- _Task objective_
For the records below, print the lines from the line with "validate_stream(&mut cursor, data.len()" through the line with "report.stats.magic = Some(layout.magic);" exactly as written; include both end lines and exclude the rest.

----- Task data

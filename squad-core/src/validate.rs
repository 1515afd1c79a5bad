//! Header and section table validation
//!
//! Reads the container layout without touching any record:
//!
//! 1. file is at least [`HEADER_SIZE`] bytes
//! 2. magic is one of the known variants
//! 3. version is within the configured range (warning only)
//! 4. section count is within the configured limit
//! 5. every descriptor lies inside the file
//!
//! Steps 1, 2, 4 and 5 are fatal. [`read_layout`] is what a full load runs
//! first; [`validate_bytes`] and [`validate_file`] wrap it in a dry-run report.

use std::collections::BTreeMap;
use std::fmt::Write as _;
use std::fs::File;
use std::io::{BufReader, Cursor, Read, Seek, SeekFrom};
use std::path::Path;

use binrw::BinRead;

use crate::error::{Error, Result};
use crate::file::CodecConfig;
use crate::format::{
    FileHeader, Magic, Numbering, SectionDescriptor, SectionKind, SizeField, DESCRIPTOR_SIZE,
    HEADER_SIZE,
};
use crate::observer::{CollectingObserver, Event, Observer, Severity};

/// Validated container layout of a squad file
#[derive(Debug, Clone, PartialEq, Eq)]
pub struct Layout {
    pub magic: Magic,
    pub version: u32,
    /// Size recorded in the FBCH header extension
    pub declared_size: Option<u32>,
    pub sections: Vec<SectionDescriptor>,
}

impl Layout {
    pub fn numbering(&self) -> Numbering {
        self.magic.numbering()
    }

    /// Bytes taken by the header and section table
    pub fn table_end(&self) -> u64 {
        self.magic.table_start() + DESCRIPTOR_SIZE * self.sections.len() as u64
    }
}

/// Read and check the header and section table of a squad file.
///
/// `file_size` is the total length of the stream. The stream is rewound to
/// the start first; on success it is left just past the section table.
pub fn read_layout<R: Read + Seek>(
    reader: &mut R,
    file_size: u64,
    config: &CodecConfig,
    observer: &dyn Observer,
) -> Result<Layout> {
    if file_size < HEADER_SIZE {
        return Err(Error::CorruptHeader {
            offset: 0,
            reason: format!(
                "file is {} bytes, smaller than the {} byte header",
                file_size, HEADER_SIZE
            ),
        });
    }

    reader.seek(SeekFrom::Start(0))?;
    let header = FileHeader::read(reader)?;
    let magic = Magic::from_bytes(header.magic)?;

    observer.on_event(&Event::info(format!(
        "Detected file format: {} (version {}, {} sections)",
        magic, header.version, header.section_count
    )));

    if header.version > config.max_version {
        observer.on_event(
            &Event::warning(format!(
                "Unusual version {} (expected at most {})",
                header.version, config.max_version
            ))
            .at(4),
        );
    }

    if header.section_count > config.max_sections {
        return Err(Error::CorruptHeader {
            offset: 8,
            reason: format!(
                "section count {} exceeds limit {}",
                header.section_count, config.max_sections
            ),
        });
    }

    let table_start = magic.table_start();
    let required = table_start + DESCRIPTOR_SIZE * u64::from(header.section_count);
    if file_size < required {
        return Err(Error::TruncatedInput {
            offset: HEADER_SIZE,
            expected: required - HEADER_SIZE,
            available: file_size - HEADER_SIZE,
        });
    }

    let declared_size = if magic.has_size_field() {
        let size = SizeField::read(reader)?;
        if u64::from(size.file_size) != file_size {
            observer.on_event(
                &Event::warning(format!(
                    "Declared file size {} does not match actual size {}",
                    size.file_size, file_size
                ))
                .at(HEADER_SIZE),
            );
        }
        Some(size.file_size)
    } else {
        None
    };

    let numbering = magic.numbering();
    let mut sections = Vec::with_capacity(header.section_count as usize);
    for index in 0..header.section_count as usize {
        let desc = SectionDescriptor::read(reader)?;
        if desc.end() > file_size {
            return Err(Error::CorruptSectionTable {
                index,
                type_code: desc.type_code,
                offset: desc.offset,
                size: desc.size,
                file_size,
            });
        }

        let name = numbering
            .kind(desc.type_code)
            .map(SectionKind::name)
            .unwrap_or("unknown");
        observer.on_event(
            &Event::info(format!(
                "Section {}: type 0x{:02x} ({}), offset {}, size {}",
                index, desc.type_code, name, desc.offset, desc.size
            ))
            .in_section(index)
            .at(table_start + DESCRIPTOR_SIZE * index as u64),
        );
        sections.push(desc);
    }

    Ok(Layout {
        magic,
        version: header.version,
        declared_size,
        sections,
    })
}

/// Per-kind totals from the section table
#[derive(Debug, Default, Clone, Copy, PartialEq, Eq)]
pub struct SectionStats {
    pub sections: u32,
    pub bytes: u64,
}

/// Layout statistics gathered during a dry run
#[derive(Debug, Default, Clone)]
pub struct LayoutStats {
    pub file_size: u64,
    pub magic: Option<Magic>,
    pub version: u32,
    pub section_count: u32,
    pub by_kind: BTreeMap<SectionKind, SectionStats>,
    pub unknown_sections: u32,
}

/// Result of a dry-run validation
#[derive(Debug)]
pub struct ValidationReport {
    pub valid: bool,
    pub stats: LayoutStats,
    pub errors: Vec<String>,
    pub warnings: Vec<String>,
}

impl ValidationReport {
    fn new(file_size: u64) -> Self {
        Self {
            valid: true,
            stats: LayoutStats {
                file_size,
                ..LayoutStats::default()
            },
            errors: Vec::new(),
            warnings: Vec::new(),
        }
    }

    fn add_error(&mut self, msg: impl Into<String>) {
        self.valid = false;
        self.errors.push(msg.into());
    }

    fn add_warning(&mut self, msg: impl Into<String>) {
        self.warnings.push(msg.into());
    }
}

/// Validate an in-memory squad file without decoding records
pub fn validate_bytes(data: &[u8], config: &CodecConfig) -> ValidationReport {
    let mut cursor = Cursor::new(data);
    validate_stream(&mut cursor, data.len() as u64, config)
}

/// Validate a squad file on disk without decoding records.
///
/// Only the header and section table are read.
pub fn validate_file(path: impl AsRef<Path>, config: &CodecConfig) -> Result<ValidationReport> {
    let path = path.as_ref();
    if !path.exists() {
        return Err(Error::FileNotFound {
            path: path.to_path_buf(),
        });
    }
    let file = File::open(path)?;
    let file_size = file.metadata()?.len();
    let mut reader = BufReader::new(file);
    Ok(validate_stream(&mut reader, file_size, config))
}

fn validate_stream<R: Read + Seek>(
    reader: &mut R,
    file_size: u64,
    config: &CodecConfig,
) -> ValidationReport {
    let mut report = ValidationReport::new(file_size);
    let observer = CollectingObserver::new();

    let result = read_layout(reader, file_size, config, &observer);
    for event in observer.at_least(Severity::Warning) {
        report.add_warning(event.to_string());
    }

    let layout = match result {
        Ok(layout) => layout,
        Err(e) => {
            report.add_error(e.to_string());
            return report;
        }
    };

    report.stats.magic = Some(layout.magic);
    report.stats.version = layout.version;
    report.stats.section_count = layout.sections.len() as u32;

    let numbering = layout.numbering();
    let table_end = layout.table_end();
    for (index, desc) in layout.sections.iter().enumerate() {
        match numbering.kind(desc.type_code) {
            Some(kind) => {
                let entry = report.stats.by_kind.entry(kind).or_default();
                entry.sections += 1;
                entry.bytes += u64::from(desc.size);
                if desc.size == 0 {
                    report.add_warning(format!("Section {}: empty {} section", index, kind));
                }
            }
            None => {
                report.stats.unknown_sections += 1;
                report.add_warning(format!(
                    "Section {}: unknown type 0x{:02x} will be skipped",
                    index, desc.type_code
                ));
            }
        }

        if desc.size > 0 && u64::from(desc.offset) < table_end {
            report.add_warning(format!(
                "Section {}: body at offset {} overlaps the section table (ends at {})",
                index, desc.offset, table_end
            ));
        }
    }

    let mut spans: Vec<(usize, &SectionDescriptor)> = layout
        .sections
        .iter()
        .enumerate()
        .filter(|(_, d)| d.size > 0)
        .collect();
    spans.sort_by_key(|(_, d)| d.offset);
    for pair in spans.windows(2) {
        let (a, first) = pair[0];
        let (b, second) = pair[1];
        if first.end() > u64::from(second.offset) {
            report.add_warning(format!("Sections {} and {} overlap", a, b));
        }
    }

    report
}

/// Render the first `limit` bytes as `offset: hex | ascii` lines
pub fn hex_dump(bytes: &[u8], limit: usize) -> String {
    let mut out = String::new();
    let shown = &bytes[..bytes.len().min(limit)];
    for (row, chunk) in shown.chunks(16).enumerate() {
        let _ = write!(out, "{:08x}: ", row * 16);
        for i in 0..16 {
            match chunk.get(i) {
                Some(b) => {
                    let _ = write!(out, "{:02x} ", b);
                }
                None => out.push_str("   "),
            }
        }
        out.push_str("| ");
        for &b in chunk {
            out.push(if b.is_ascii_graphic() || b == b' ' {
                b as char
            } else {
                '.'
            });
        }
        out.push('\n');
    }
    out
}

----------

- _Final answer_
    validate_stream(&mut cursor, data.len() as u64, config)
}

/// Validate a squad file on disk without decoding records.
///
/// Only the header and section table are read.
pub fn validate_file(path: impl AsRef<Path>, config: &CodecConfig) -> Result<ValidationReport> {
    let path = path.as_ref();
    if !path.exists() {
        return Err(Error::FileNotFound {
            path: path.to_path_buf(),
        });
    }
    let file = File::open(path)?;
    let file_size = file.metadata()?.len();
    let mut reader = BufReader::new(file);
    Ok(validate_stream(&mut reader, file_size, config))
}

fn validate_stream<R: Read + Seek>(
    reader: &mut R,
    file_size: u64,
    config: &CodecConfig,
) -> ValidationReport {
    let mut report = ValidationReport::new(file_size);
    let observer = CollectingObserver::new();

    let result = read_layout(reader, file_size, config, &observer);
    for event in observer.at_least(Severity::Warning) {
        report.add_warning(event.to_string());
    }

    let layout = match result {
        Ok(layout) => layout,
        Err(e) => {
            report.add_error(e.to_string());
            return report;
        }
    };

    report.stats.magic = Some(layout.magic);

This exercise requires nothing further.